[SOURCE RECORDS]:
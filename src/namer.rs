use crate::{error::NameError, os, profiler};

/// Applies a thread name through the OS channel and the profiler channel.
///
/// The channels run independently: a failure in one never prevents the other.
#[derive(Debug, Clone, Copy, PartialEq, Eq)]
pub struct ThreadNamer {
    os: bool,
    profiler: bool,
}

impl Default for ThreadNamer {
    fn default() -> Self {
        ThreadNamer {
            os: true,
            profiler: true,
        }
    }
}

impl ThreadNamer {
    pub fn new() -> Self {
        ThreadNamer::default()
    }

    pub fn builder() -> ThreadNamerBuilder {
        ThreadNamerBuilder::default()
    }

    /// Name the calling thread. Never fails; channel errors are logged at
    /// `debug` and dropped.
    pub fn set_thread_name(&self, name: &str) {
        let report = self.try_set_thread_name(name);
        if let ChannelOutcome::Failed(err) = &report.os {
            tracing::debug!("OS thread name {:?} not applied: {}", name, err);
        }
        if let ChannelOutcome::Failed(err) = &report.profiler {
            tracing::debug!("profiler thread name {:?} not applied: {}", name, err);
        }
    }

    /// Like [`set_thread_name`](Self::set_thread_name), but reports what each
    /// channel did.
    pub fn try_set_thread_name(&self, name: &str) -> NamingReport {
        let os = if self.os {
            ChannelOutcome::from(os::set_current(name))
        } else {
            ChannelOutcome::Skipped
        };

        let profiler = if self.profiler {
            match profiler::set_current(name) {
                // An absent profiler is the normal case, not a failure.
                Err(NameError::ProfilerUnavailable) => ChannelOutcome::Skipped,
                result => ChannelOutcome::from(result),
            }
        } else {
            ChannelOutcome::Skipped
        };

        tracing::trace!(
            "ThreadNamer::try_set_thread_name {:?} os: {:?} profiler: {:?}",
            name,
            os,
            profiler
        );
        NamingReport { os, profiler }
    }
}

pub struct ThreadNamerBuilder {
    os: bool,
    profiler: bool,
}

impl Default for ThreadNamerBuilder {
    fn default() -> Self {
        let namer = ThreadNamer::default();
        ThreadNamerBuilder {
            os: namer.os,
            profiler: namer.profiler,
        }
    }
}

impl ThreadNamerBuilder {
    pub fn new() -> Self {
        ThreadNamerBuilder::default()
    }

    pub fn os(mut self, enable: bool) -> Self {
        self.os = enable;
        self
    }

    pub fn profiler(mut self, enable: bool) -> Self {
        self.profiler = enable;
        self
    }

    pub fn build(self) -> ThreadNamer {
        ThreadNamer {
            os: self.os,
            profiler: self.profiler,
        }
    }
}

/// What a single channel did with a name.
#[derive(Debug)]
pub enum ChannelOutcome {
    Applied,
    /// Channel disabled on the namer, or no profiler present.
    Skipped,
    Failed(NameError),
}

impl ChannelOutcome {
    pub fn is_applied(&self) -> bool {
        matches!(self, ChannelOutcome::Applied)
    }

    pub fn failed(&self) -> Option<&NameError> {
        match self {
            ChannelOutcome::Failed(err) => Some(err),
            _ => None,
        }
    }
}

impl From<Result<(), NameError>> for ChannelOutcome {
    fn from(result: Result<(), NameError>) -> Self {
        match result {
            Ok(()) => ChannelOutcome::Applied,
            Err(err) => ChannelOutcome::Failed(err),
        }
    }
}

/// Per-channel result of [`ThreadNamer::try_set_thread_name`].
#[derive(Debug)]
pub struct NamingReport {
    pub os: ChannelOutcome,
    pub profiler: ChannelOutcome,
}

#[cfg(test)]
mod tests {
    use super::*;
    use crate::test_util::capture_events;
    use std::thread;
    use tracing::Level;

    #[test]
    fn default_enables_both_channels() {
        assert_eq!(ThreadNamer::new(), ThreadNamer::builder().build());
        assert_eq!(
            ThreadNamer::builder().os(false).profiler(false).build(),
            ThreadNamer {
                os: false,
                profiler: false
            }
        );
    }

    #[test]
    fn disabled_channels_are_skipped() {
        thread::spawn(|| {
            let before = os::current();
            let report = ThreadNamer::builder()
                .os(false)
                .profiler(false)
                .build()
                .try_set_thread_name("untouched");
            assert!(matches!(report.os, ChannelOutcome::Skipped));
            assert!(matches!(report.profiler, ChannelOutcome::Skipped));
            assert_eq!(os::current(), before);
        })
        .join()
        .unwrap();
    }

    #[cfg(not(feature = "profiling-backend"))]
    #[test]
    fn missing_profiler_is_skipped_not_failed() {
        thread::spawn(|| {
            let report = ThreadNamer::new().try_set_thread_name("no-profiler");
            assert!(matches!(report.profiler, ChannelOutcome::Skipped));
        })
        .join()
        .unwrap();
    }

    #[test]
    fn os_failure_is_reported_and_swallowed() {
        thread::spawn(|| {
            let namer = ThreadNamer::new();
            let report = namer.try_set_thread_name("nul\0inside");
            assert!(matches!(report.os, ChannelOutcome::Failed(NameError::InteriorNul)));

            // Same input through the infallible entry point.
            namer.set_thread_name("nul\0inside");
        })
        .join()
        .unwrap();
    }

    #[cfg(any(target_os = "linux", target_os = "android", target_vendor = "apple"))]
    #[test]
    fn os_channel_applies_truncated_name() {
        thread::spawn(|| {
            let report = ThreadNamer::new().try_set_thread_name("worker-thread-007");
            assert!(report.os.is_applied());
            assert_eq!(os::current().as_deref(), Some("worker-thread-0"));
        })
        .join()
        .unwrap();
    }

    #[test]
    fn failures_surface_only_as_one_debug_event() {
        thread::spawn(|| {
            let events = capture_events(|| crate::set_thread_name("bad\0name"));
            let logged: Vec<_> = events
                .iter()
                .filter(|event| event.level <= Level::DEBUG)
                .collect();

            assert_eq!(logged.len(), 1, "{:?}", events);
            assert_eq!(logged[0].level, Level::DEBUG);
            let message = logged[0].field("message").unwrap_or_default();
            assert!(message.starts_with("OS thread name"), "{}", message);
            assert!(message.contains(&NameError::InteriorNul.to_string()), "{}", message);
        })
        .join()
        .unwrap();
    }
}
//! Crate level module for `thread_namer`.
//!
//! Gives the calling thread a human-readable name so that debuggers, OS
//! thread listings and profilers can tell threads apart. A name goes out on
//! two independent channels:
//!
//! 1. **OS**: the platform thread name (`pthread_setname_np`). Only the first
//!    [`os::OS_NAME_MAX_LEN`] bytes are kept.
//! 2. **Profiler**: the sink registered with [`profiler::install`], or the
//!    `profiling` crate backend chosen by a `profile-with-*` feature. It
//!    receives the full name. Compiled in by the `profiling` feature.
//!
//! Naming is a diagnostic aid, so [`set_thread_name`] never fails and never
//! panics. Use [`ThreadNamer::try_set_thread_name`] to see what each channel
//! did.
//!
//! ## Example
//!
//! ```no_run
//! use thread_namer::{profiler, set_thread_name};
//!
//! profiler::install(profiler::TracingProfiler).ok();
//!
//! std::thread::spawn(|| {
//!     // The OS sees "worker-thread-0", the profiler "worker-thread-007".
//!     set_thread_name("worker-thread-007");
//! });
//! ```

/// Channel failure kinds.
pub mod error;
/// Channel composition and configuration.
pub mod namer;
/// OS thread-name channel.
pub mod os;
/// Profiler thread-name channel.
pub mod profiler;

#[cfg(test)]
mod test_util;

pub use error::NameError;
pub use namer::{ChannelOutcome, NamingReport, ThreadNamer, ThreadNamerBuilder};

/// Name the calling thread on both channels.
///
/// The OS channel gets `name` truncated to 15 bytes, the profiler channel (if
/// present) gets it whole. Failures on either channel are absorbed.
pub fn set_thread_name(name: &str) {
    ThreadNamer::new().set_thread_name(name);
}
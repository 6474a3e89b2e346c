use std::thread;

use clap::Parser;
use thread_namer::{os, profiler, set_thread_name};
use tracing_subscriber::layer::SubscriberExt;
use tracing_subscriber::util::SubscriberInitExt;

/// Name one thread per NAME and show what each channel recorded.
#[derive(Debug, Parser)]
#[command(name = "thread-namer", version)]
struct Args {
    /// Report names to the profiler channel as tracing events
    #[arg(long)]
    tracing: bool,

    /// Thread names to apply
    #[arg(required = true)]
    names: Vec<String>,
}

fn main() {
    tracing_subscriber::registry()
        .with(
            tracing_subscriber::EnvFilter::try_from_default_env().unwrap_or_else(|_| "info".into()),
        )
        .with(tracing_subscriber::fmt::Layer::default().with_ansi(true))
        .init();

    let args = Args::parse();

    if args.tracing {
        if let Err(err) = profiler::install(profiler::TracingProfiler) {
            tracing::warn!("profiler channel unavailable: {}", err);
        }
    }
    tracing::debug!("profiler channel available: {}", profiler::is_available());

    let handles: Vec<_> = args
        .names
        .into_iter()
        .map(|name| {
            thread::spawn(move || {
                set_thread_name(&name);
                (name, os::current(), profiler::current())
            })
        })
        .collect();

    for handle in handles {
        match handle.join() {
            Ok((requested, os_name, profiler_name)) => println!(
                "requested: {:?} os: {:?} profiler: {:?}",
                requested, os_name, profiler_name
            ),
            Err(_) => tracing::error!("naming thread panicked"),
        }
    }
}
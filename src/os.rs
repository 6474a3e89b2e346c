//! OS thread-name channel.
//!
//! Names are cut down to [`OS_NAME_MAX_LEN`] bytes before they reach the
//! platform, so an over-long name never gets rejected by the kernel.

use crate::error::NameError;

/// Longest name the OS channel passes on, excluding the NUL terminator.
pub const OS_NAME_MAX_LEN: usize = 15;

/// Longest prefix of `name` that fits in [`OS_NAME_MAX_LEN`] bytes without
/// splitting a character.
pub fn truncate(name: &str) -> &str {
    if name.len() <= OS_NAME_MAX_LEN {
        return name;
    }
    let mut end = OS_NAME_MAX_LEN;
    while !name.is_char_boundary(end) {
        end -= 1;
    }
    &name[..end]
}

/// Set the OS-visible name of the calling thread.
pub fn set_current(name: &str) -> Result<(), NameError> {
    let truncated = truncate(name);
    let cname = std::ffi::CString::new(truncated).map_err(|_| NameError::InteriorNul)?;
    tracing::trace!("os::set_current {:?}", truncated);
    setname(&cname)
}

#[cfg(any(target_os = "linux", target_os = "android"))]
fn setname(cname: &std::ffi::CStr) -> Result<(), NameError> {
    // pthread_setname_np reports failure through its return value, not errno.
    // SAFETY: `cname` is NUL-terminated, at most 16 bytes with the terminator,
    // and outlives the call; `pthread_self()` is always a live thread.
    let rc = unsafe { libc::pthread_setname_np(libc::pthread_self(), cname.as_ptr()) };
    check(rc)
}

#[cfg(target_vendor = "apple")]
fn setname(cname: &std::ffi::CStr) -> Result<(), NameError> {
    // Apple only allows naming the current thread.
    // SAFETY: `cname` is NUL-terminated and outlives the call.
    let rc = unsafe { libc::pthread_setname_np(cname.as_ptr()) };
    check(rc)
}

#[cfg(not(any(target_os = "linux", target_os = "android", target_vendor = "apple")))]
fn setname(_cname: &std::ffi::CStr) -> Result<(), NameError> {
    Err(NameError::Unsupported)
}

#[cfg(any(target_os = "linux", target_os = "android", target_vendor = "apple"))]
fn check(rc: libc::c_int) -> Result<(), NameError> {
    if rc == 0 {
        Ok(())
    } else {
        Err(NameError::Os(std::io::Error::from_raw_os_error(rc)))
    }
}

/// The OS-visible name of the calling thread, if the platform can report it.
#[cfg(any(target_os = "linux", target_os = "android"))]
pub fn current() -> Option<String> {
    let comm = std::fs::read_to_string("/proc/thread-self/comm").ok()?;
    Some(comm.trim_end_matches('\n').to_owned())
}

/// The OS-visible name of the calling thread, if the platform can report it.
#[cfg(target_vendor = "apple")]
pub fn current() -> Option<String> {
    let mut buf = [0 as libc::c_char; 64];
    // SAFETY: `buf.len()` is the real capacity of `buf`; the call writes at
    // most that many bytes, NUL included.
    let rc = unsafe { libc::pthread_getname_np(libc::pthread_self(), buf.as_mut_ptr(), buf.len()) };
    if rc != 0 {
        return None;
    }
    // SAFETY: on success `buf` holds a NUL-terminated string.
    let name = unsafe { std::ffi::CStr::from_ptr(buf.as_ptr()) };
    Some(name.to_string_lossy().into_owned())
}

/// The OS-visible name of the calling thread, if the platform can report it.
#[cfg(not(any(target_os = "linux", target_os = "android", target_vendor = "apple")))]
pub fn current() -> Option<String> {
    None
}
//! Network and provider identification.

use std::fmt;
use std::str::FromStr;

use crate::error::{Error, ParseChainIdError};

/// Largest chain id that can be represented safely by every wallet
/// component (`floor(MAX_SAFE_INTEGER / 2) - 36`).
pub const MAX_SAFE_CHAIN_ID: u64 = 4_503_599_627_370_476;

// ============================================================================
// ChainId
// ============================================================================

/// A validated EVM chain id.
#[derive(Clone, Copy, Debug, PartialEq, Eq, Hash, PartialOrd, Ord)]
pub struct ChainId(u64);

impl ChainId {
    /// Create a chain id from a number, checking the safe range.
    pub fn new(value: u64) -> Result<Self, ParseChainIdError> {
        if value == 0 {
            return Err(ParseChainIdError::InvalidHex("0x0".to_string()));
        }
        if value > MAX_SAFE_CHAIN_ID {
            return Err(ParseChainIdError::Unsafe(format!("0x{:x}", value)));
        }
        Ok(Self(value))
    }

    /// The numeric value.
    pub fn value(&self) -> u64 {
        self.0
    }

    /// The `0x`-prefixed hex form, as answered for `eth_chainId`.
    pub fn to_hex(&self) -> String {
        format!("0x{:x}", self.0)
    }

    /// The decimal form, as answered for `net_version`.
    pub fn to_decimal_string(&self) -> String {
        self.0.to_string()
    }
}

impl FromStr for ChainId {
    type Err = ParseChainIdError;

    /// Parse a `0x`-prefixed hex chain id without leading zeros.
    fn from_str(s: &str) -> Result<Self, Self::Err> {
        let invalid = || ParseChainIdError::InvalidHex(s.to_string());

        let digits = s.strip_prefix("0x").ok_or_else(invalid)?;
        if digits.is_empty()
            || digits.starts_with('0')
            || !digits.chars().all(|c| c.is_ascii_hexdigit())
        {
            return Err(invalid());
        }

        let value =
            u64::from_str_radix(digits, 16).map_err(|_| ParseChainIdError::Unsafe(s.to_string()))?;
        if value > MAX_SAFE_CHAIN_ID {
            return Err(ParseChainIdError::Unsafe(s.to_string()));
        }
        Ok(Self(value))
    }
}

impl fmt::Display for ChainId {
    fn fmt(&self, f: &mut fmt::Formatter<'_>) -> fmt::Result {
        f.write_str(&self.to_hex())
    }
}

// ============================================================================
// InfuraNetwork
// ============================================================================

/// Networks served by Infura.
#[derive(Clone, Copy, Debug, PartialEq, Eq, Hash, Default)]
pub enum InfuraNetwork {
    #[default]
    Mainnet,
    Goerli,
    Sepolia,
    LineaGoerli,
    LineaSepolia,
    LineaMainnet,
}

impl InfuraNetwork {
    /// All supported networks.
    pub const ALL: [InfuraNetwork; 6] = [
        InfuraNetwork::Mainnet,
        InfuraNetwork::Goerli,
        InfuraNetwork::Sepolia,
        InfuraNetwork::LineaGoerli,
        InfuraNetwork::LineaSepolia,
        InfuraNetwork::LineaMainnet,
    ];

    /// Returns the Infura subdomain for this network.
    pub fn as_str(&self) -> &'static str {
        match self {
            InfuraNetwork::Mainnet => "mainnet",
            InfuraNetwork::Goerli => "goerli",
            InfuraNetwork::Sepolia => "sepolia",
            InfuraNetwork::LineaGoerli => "linea-goerli",
            InfuraNetwork::LineaSepolia => "linea-sepolia",
            InfuraNetwork::LineaMainnet => "linea-mainnet",
        }
    }

    /// The chain id the network is known to run.
    pub fn chain_id(&self) -> ChainId {
        ChainId(match self {
            InfuraNetwork::Mainnet => 0x1,
            InfuraNetwork::Goerli => 0x5,
            InfuraNetwork::Sepolia => 0xaa36a7,
            InfuraNetwork::LineaGoerli => 0xe704,
            InfuraNetwork::LineaSepolia => 0xe705,
            InfuraNetwork::LineaMainnet => 0xe708,
        })
    }

    /// The HTTPS endpoint for a project.
    pub fn rpc_url(&self, project_id: &str) -> String {
        format!("https://{}.infura.io/v3/{}", self.as_str(), project_id)
    }
}

impl FromStr for InfuraNetwork {
    type Err = Error;

    fn from_str(s: &str) -> Result<Self, Self::Err> {
        InfuraNetwork::ALL
            .into_iter()
            .find(|network| network.as_str() == s)
            .ok_or_else(|| Error::Config(format!("Unknown Infura network: {}", s)))
    }
}

impl fmt::Display for InfuraNetwork {
    fn fmt(&self, f: &mut fmt::Formatter<'_>) -> fmt::Result {
        f.write_str(self.as_str())
    }
}

// ============================================================================
// ProviderConfig
// ============================================================================

/// Which upstream a network client talks to.
///
/// The provider type also selects the retry and error classification policy.
#[derive(Clone, Debug, PartialEq, Eq)]
pub enum ProviderConfig {
    Infura {
        network: InfuraNetwork,
        project_id: String,
    },
    Custom {
        rpc_url: String,
        chain_id: ChainId,
    },
}

impl ProviderConfig {
    /// Configuration for an Infura network.
    pub fn infura(network: InfuraNetwork, project_id: impl Into<String>) -> Result<Self, Error> {
        let project_id = project_id.into();
        if project_id.trim().is_empty() {
            return Err(Error::Config("Infura project id must not be empty".to_string()));
        }
        Ok(ProviderConfig::Infura {
            network,
            project_id,
        })
    }

    /// Configuration for an arbitrary JSON-RPC endpoint.
    ///
    /// The chain id is supplied here and echoed for `eth_chainId` and
    /// `net_version` instead of being queried.
    pub fn custom(rpc_url: impl Into<String>, chain_id: &str) -> Result<Self, Error> {
        let rpc_url = rpc_url.into();
        validate_rpc_url(&rpc_url)?;
        Ok(ProviderConfig::Custom {
            rpc_url,
            chain_id: chain_id.parse()?,
        })
    }

    /// Returns true for Infura providers.
    pub fn is_infura(&self) -> bool {
        matches!(self, ProviderConfig::Infura { .. })
    }

    /// The chain id answered for `eth_chainId` and `net_version`.
    pub fn chain_id(&self) -> ChainId {
        match self {
            ProviderConfig::Infura { network, .. } => network.chain_id(),
            ProviderConfig::Custom { chain_id, .. } => *chain_id,
        }
    }

    /// The endpoint requests are POSTed to.
    pub fn rpc_url(&self) -> String {
        match self {
            ProviderConfig::Infura {
                network,
                project_id,
            } => network.rpc_url(project_id),
            ProviderConfig::Custom { rpc_url, .. } => rpc_url.clone(),
        }
    }
}

fn validate_rpc_url(rpc_url: &str) -> Result<(), Error> {
    let url = reqwest::Url::parse(rpc_url)
        .map_err(|e| Error::Config(format!("Invalid RPC URL '{}': {}", rpc_url, e)))?;
    if !matches!(url.scheme(), "http" | "https") || url.host_str().is_none() {
        return Err(Error::Config(format!(
            "Invalid RPC URL '{}': expected an http(s) URL",
            rpc_url
        )));
    }
    Ok(())
}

[EXERCISE]: The expected answer is a copy of each line in the records that holds the word "outlives".

[YOUR SOLUTION]:
    // and outlives the call; `pthread_self()` is always a live thread.
    // SAFETY: `cname` is NUL-terminated and outlives the call.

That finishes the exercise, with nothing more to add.